Earlier this month, the government announced £11.8m of funding had been granted to construct the northern section of the bypass, which, it said, will provide better access to Littlehampton and quicker journeys in the area.
However, Dan Montagnani, chairman of the parish council, said: “While Lyminster & Crossbush Parish Council welcomes the delivery of the long overdue ‘Lyminster Bypass’ and the government funding secured to deliver this, we would temper some of the enthusiasm expressed on this matter recently with pragmatism and reality.
“The proposed northern section of this to be delivered by West Sussex County Council actually rejoins the existing A284 Lyminster Road 600m south of the Crossbush Interchange. Therefore, residents living along this section will actually have to tolerate an increase in traffic as a result of the scheme.
“Aside from the impact on residents it is also worth considering that this narrow section of road with a narrow pavement on one side only, with fast moving traffic entering and leaving the A27 will potentially become even more hazardous for pedestrians and cyclists as a result of the scheme.”
Mr Montagnani said while the bypass will include a dedicated cycle lane, when rejoining the narrow section of old road there will be nothing but a choice between a narrow pavement and narrow carriageway.
And this effective pinch point will also sustain the separation between communities in Lyminster and Crossbush and it will not serve to connect our coast to our national park – a big opportunity entirely missed, he added.
He also raised concerns over the timescale and funding of the scheme, which he described as a ‘disappointment’.
“Only now is the southern section of this bypass being delivered by the developers while the northern section has not even started,” said Mr Montagnani.
“Why is it also that funding from government rather than the developers is required for the northern section and that funding level then results in just a partial bypass full of compromises?
“We are pleased that after so many years of bypass discussion, that we do seem to be nearing the point of actually delivering something – but it is far from ideal.
“The timing and level of funding secured from the developers through the planning process by Arun District Council working in collaboration with WSCC has not delivered a good outcome for the wider community of Arun District.”
He said the parish council’s hope was there will be some level of connected thinking between Highways England delivering the A27 Arundel Bypass and the county council in terms of the A284 Bypass and how these schemes connect.

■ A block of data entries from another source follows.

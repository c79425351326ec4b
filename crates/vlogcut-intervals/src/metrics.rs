//! Selection metrics.

use metrics::counter;

/// Metric names as constants for consistency.
pub mod names {
    pub const ORACLE_FALLBACKS_TOTAL: &str = "vlogcut_oracle_fallbacks_total";
    pub const DESCRIPTIONS_FALLBACK_TOTAL: &str = "vlogcut_description_fallbacks_total";
}

/// Record a source whose intervals came from the fallback heuristic.
pub fn record_oracle_fallback(reason: &'static str) {
    let labels = [("reason", reason.to_string())];
    counter!(names::ORACLE_FALLBACKS_TOTAL, &labels).increment(1);
}

/// Record an interval whose caption could not be generated.
pub fn record_description_fallback() {
    counter!(names::DESCRIPTIONS_FALLBACK_TOTAL).increment(1);
}
//! Job metrics.

use metrics::{counter, histogram};

/// Metric names as constants for consistency.
pub mod names {
    pub const JOBS_STARTED_TOTAL: &str = "vlogcut_jobs_started_total";
    pub const JOBS_COMPLETED_TOTAL: &str = "vlogcut_jobs_completed_total";
    pub const JOBS_FAILED_TOTAL: &str = "vlogcut_jobs_failed_total";
    pub const JOB_DURATION_SECONDS: &str = "vlogcut_job_duration_seconds";
}

pub fn record_job_started() {
    counter!(names::JOBS_STARTED_TOTAL).increment(1);
}

pub fn record_job_completed(duration_secs: f64) {
    counter!(names::JOBS_COMPLETED_TOTAL).increment(1);
    histogram!(names::JOB_DURATION_SECONDS, "status" => "completed").record(duration_secs);
}

/// Record a failed job, labelled by the stage it failed in.
pub fn record_job_failed(stage: &'static str, duration_secs: f64) {
    let labels = [("stage", stage.to_string())];
    counter!(names::JOBS_FAILED_TOTAL, &labels).increment(1);
    histogram!(names::JOB_DURATION_SECONDS, "status" => "failed").record(duration_secs);
}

Mr Montagnani added: “Maybe this could facilitate a solution to the pinch point on the A284 and a better north – south connection for our wider community?”
Residents also responded to the news on the Gazette’s Facebook page.

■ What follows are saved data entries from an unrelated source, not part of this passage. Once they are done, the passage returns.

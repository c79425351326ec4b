//! Per-source grouping of annotation events.

use std::collections::BTreeMap;

use vlogcut_models::TimestampedEvent;

/// Events keyed by source id, each list ordered by timestamp.
///
/// A `BTreeMap` keeps source iteration order deterministic.
pub type SourceGroups = BTreeMap<String, Vec<TimestampedEvent>>;

/// Partition events by source and sort each source's timeline.
///
/// The sort is stable, so events sharing a timestamp keep file order.
pub fn group_by_source(events: Vec<TimestampedEvent>) -> SourceGroups {
    let mut groups = SourceGroups::new();
    for event in events {
        groups.entry(event.source_id.clone()).or_default().push(event);
    }
    for events in groups.values_mut() {
        events.sort_by(|a, b| a.timestamp_secs.total_cmp(&b.timestamp_secs));
    }
    groups
}

/// Length of a source: the timestamp of its last event.
pub fn source_duration(events: &[TimestampedEvent]) -> f64 {
    events.last().map(|e| e.timestamp_secs).unwrap_or(0.0)
}
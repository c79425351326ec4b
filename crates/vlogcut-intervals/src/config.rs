//! Selection parameters.

use vlogcut_models::IntervalBounds;

use crate::chunker::{DEFAULT_CHUNK_WIDTH_SECS, DEFAULT_DIGEST_CHARS};
use crate::error::{IntervalError, IntervalResult};

/// Parameters for one interval selection run.
#[derive(Debug, Clone)]
pub struct SelectionConfig {
    /// Total duration budget for the plan, in seconds
    pub target_duration: u32,
    /// Suggested length of each interval, in seconds
    pub suggested_interval_duration: u32,
    /// Chunk window used to build the oracle digest
    pub chunk_width_secs: f64,
    /// Character budget for the digest
    pub digest_chars: usize,
}

impl Default for SelectionConfig {
    fn default() -> Self {
        Self {
            target_duration: 60,
            suggested_interval_duration: 5,
            chunk_width_secs: DEFAULT_CHUNK_WIDTH_SECS,
            digest_chars: DEFAULT_DIGEST_CHARS,
        }
    }
}

impl SelectionConfig {
    pub fn new(target_duration: u32, suggested_interval_duration: u32) -> Self {
        Self {
            target_duration,
            suggested_interval_duration,
            ..Default::default()
        }
    }

    pub fn bounds(&self) -> IntervalBounds {
        IntervalBounds::from_suggested(self.suggested_interval_duration as f64)
    }

    pub fn validate(&self) -> IntervalResult<()> {
        if self.target_duration == 0 {
            return Err(IntervalError::invalid_config("target duration must be positive"));
        }
        if self.suggested_interval_duration == 0 {
            return Err(IntervalError::invalid_config(
                "suggested interval duration must be positive",
            ));
        }
        if self.chunk_width_secs.is_nan() || self.chunk_width_secs <= 0.0 {
            return Err(IntervalError::invalid_config("chunk width must be positive"));
        }
        Ok(())
    }
}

Matthew Hider said: “Great in principle, but it still joins the old Lyminster Road before The Brewhouse Project which will be jammed up even more.”
Lynne Comfort also said: “That’s great, but what about other infrastructure, doctors, schools, dentists etc.”
And Peter Bingley said it was great news, but raised concerns over new homes being built on either side of it.
In response, a county council spokesman said: “We were also delighted with the Department for Transport’s £11.8m backing for the project to build the northern section of the Lyminster Bypass.
“This scheme is designed to provide strategic north-south access to and from the A27 for residents, businesses and visitors alike, address congestion, reduce traffic from the existing A284’s bends for safety benefits, and remove delays caused by the level crossing at Wick.
“The county council will continue to work with the communities and Highways England to ensure the project successfully meets its objectives and reflects future A27 proposals. The scheme is subject to a Public Inquiry in the week starting August 9.”